A lawyer for the plaintiffs, Erin Hawley, claimed that ending a pregnancy with medication — she used the anti-abortion term “chemical abortion” — is extremely unsafe.

Judge Elrod noted that the appeals court had received many friend-of-the-court briefs with impassioned arguments on both sides, including some from women in sexually abusive relationships who have said “if you don’t give them the pill by mail, then they will never get away because they will be trapped by the abuser.”

The judge asked Ms. Hawley how the court should view such cases.

“There are other methods of obtaining abortion that are available to people in the tragic circumstances you detailed,” Ms. Hawley said, adding that “this case is not about ending abortion. It’s about ending a particularly dangerous type of abortion.”

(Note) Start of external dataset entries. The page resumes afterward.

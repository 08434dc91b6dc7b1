// Copyright (c) 2025 Steve Wagner (ciroque@live.com)
// SPDX-License-Identifier: MIT

//! Values that flow along pipeline edges.
//!
//! A [`Value`] is either raw bytes or a structured JSON document. Stages declare
//! which of the two they consume and produce through [`ValueType`]; the pipeline
//! declares the [`Encoding`] of its external input.

use serde::{Deserialize, Serialize};
use std::fmt::{Display, Formatter};

use crate::errors::StageError;

/// The unit of data on a pipeline edge.
#[derive(Debug, Clone, PartialEq)]
pub enum Value {
    Bytes(Vec<u8>),
    Structured(serde_json::Value),
}

impl Value {
    /// Decode a boundary byte payload according to the requested encoding.
    pub fn decode(bytes: &[u8], encoding: Encoding) -> Result<Self, serde_json::Error> {
        match encoding {
            Encoding::Bytes => Ok(Value::Bytes(bytes.to_vec())),
            Encoding::Structured => serde_json::from_slice(bytes).map(Value::Structured),
        }
    }

    pub fn value_type(&self) -> ValueType {
        match self {
            Value::Bytes(_) => ValueType::Bytes,
            Value::Structured(_) => ValueType::Structured,
        }
    }

    /// Encode for the boundary: bytes verbatim, structured values as compact JSON.
    pub fn into_bytes(self) -> Result<Vec<u8>, serde_json::Error> {
        match self {
            Value::Bytes(bytes) => Ok(bytes),
            Value::Structured(value) => serde_json::to_vec(&value),
        }
    }

    pub fn as_bytes(&self) -> Option<&[u8]> {
        match self {
            Value::Bytes(bytes) => Some(bytes),
            Value::Structured(_) => None,
        }
    }

    pub fn as_structured(&self) -> Option<&serde_json::Value> {
        match self {
            Value::Structured(value) => Some(value),
            Value::Bytes(_) => None,
        }
    }

    /// Interpret a byte value as UTF-8 text.
    pub fn try_into_text(self) -> Result<String, StageError> {
        match self {
            Value::Bytes(bytes) => String::from_utf8(bytes)
                .map_err(|e| StageError::new(format!("Invalid UTF-8 input: {}", e))),
            Value::Structured(_) => Err(StageError::new(
                "Could not convert structured input to text",
            )),
        }
    }

    pub fn try_into_structured(self) -> Result<serde_json::Value, StageError> {
        match self {
            Value::Structured(value) => Ok(value),
            Value::Bytes(_) => Err(StageError::new(
                "Could not convert byte input to a structured value",
            )),
        }
    }
}

impl From<Vec<u8>> for Value {
    fn from(value: Vec<u8>) -> Self {
        Value::Bytes(value)
    }
}

impl From<String> for Value {
    fn from(value: String) -> Self {
        Value::Bytes(value.into_bytes())
    }
}

impl From<&str> for Value {
    fn from(value: &str) -> Self {
        Value::Bytes(value.as_bytes().to_vec())
    }
}

impl From<serde_json::Value> for Value {
    fn from(value: serde_json::Value) -> Self {
        Value::Structured(value)
    }
}

/// Declared type of a stage input or output.
///
/// `Any` is accepted by, and acceptable to, every other type; the concrete
/// variant is then checked per pass when the value arrives.
#[derive(Debug, Clone, Copy, PartialEq, Eq, Hash, Serialize, Deserialize)]
#[serde(rename_all = "snake_case")]
pub enum ValueType {
    Bytes,
    Structured,
    Any,
}

impl ValueType {
    /// Whether a consumer declaring `self` can take a value produced as `produced`.
    pub fn accepts(self, produced: ValueType) -> bool {
        matches!(self, ValueType::Any) || matches!(produced, ValueType::Any) || self == produced
    }

    pub fn admits(self, value: &Value) -> bool {
        self.accepts(value.value_type())
    }
}

impl Display for ValueType {
    fn fmt(&self, f: &mut Formatter<'_>) -> std::fmt::Result {
        match self {
            ValueType::Bytes => write!(f, "bytes"),
            ValueType::Structured => write!(f, "structured"),
            ValueType::Any => write!(f, "any"),
        }
    }
}

/// Encoding of the external input (and of a boundary forward call).
#[derive(Debug, Clone, Copy, PartialEq, Eq, Hash, Serialize, Deserialize)]
#[serde(rename_all = "snake_case")]
pub enum Encoding {
    Bytes,
    Structured,
}

impl Encoding {
    /// Map the integer code used at the C boundary (0 = bytes, 1 = structured).
    pub fn from_code(code: u32) -> Option<Self> {
        match code {
            0 => Some(Encoding::Bytes),
            1 => Some(Encoding::Structured),
            _ => None,
        }
    }

    pub fn value_type(self) -> ValueType {
        match self {
            Encoding::Bytes => ValueType::Bytes,
            Encoding::Structured => ValueType::Structured,
        }
    }
}

impl Display for Encoding {
    fn fmt(&self, f: &mut Formatter<'_>) -> std::fmt::Result {
        write!(f, "{}", self.value_type())
    }
}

A lower-court order invalidating approval of the drug “would upend the status quo based on the court’s deeply misguided assessment of mifepristone’s safety,” the F.D.A.’s brief added. Mifepristone is also used to help patients who are experiencing miscarriages, so any decision in this case could affect miscarriage treatment as well.

Also in dispute is whether the plaintiffs can even challenge the approval process for a drug that has been on the market for 23 years.

The plaintiffs’ brief claimed the F.D.A. unlawfully approved mifepristone in a flawed process that “put politics above women’s health” and then made “politically driven decisions to unlawfully push a dangerous regimen.”

The government strongly pushed back in its brief, saying the “F.D.A.’s actions were amply supported by a record developed over decades of safe and effective use of mifepristone in the United States and around the world.”

The agency also argued that the plaintiffs waited too long to bring their case.

“They did not sue until more than two decades after mifepristone’s approval,” the lawyers for the F.D.A. wrote.

More than a dozen medical associations filed friend-of-the-court briefs in support of the agency.

In one brief, medical associations questioned the reasoning behind a ruling by the federal judge in Texas, saying it relied on “pseudoscience and on speculation.”

Judge Kacsmaryk, they wrote, ignored “decades of unambiguous analysis supporting the use of mifepristone in miscarriage and abortion care.”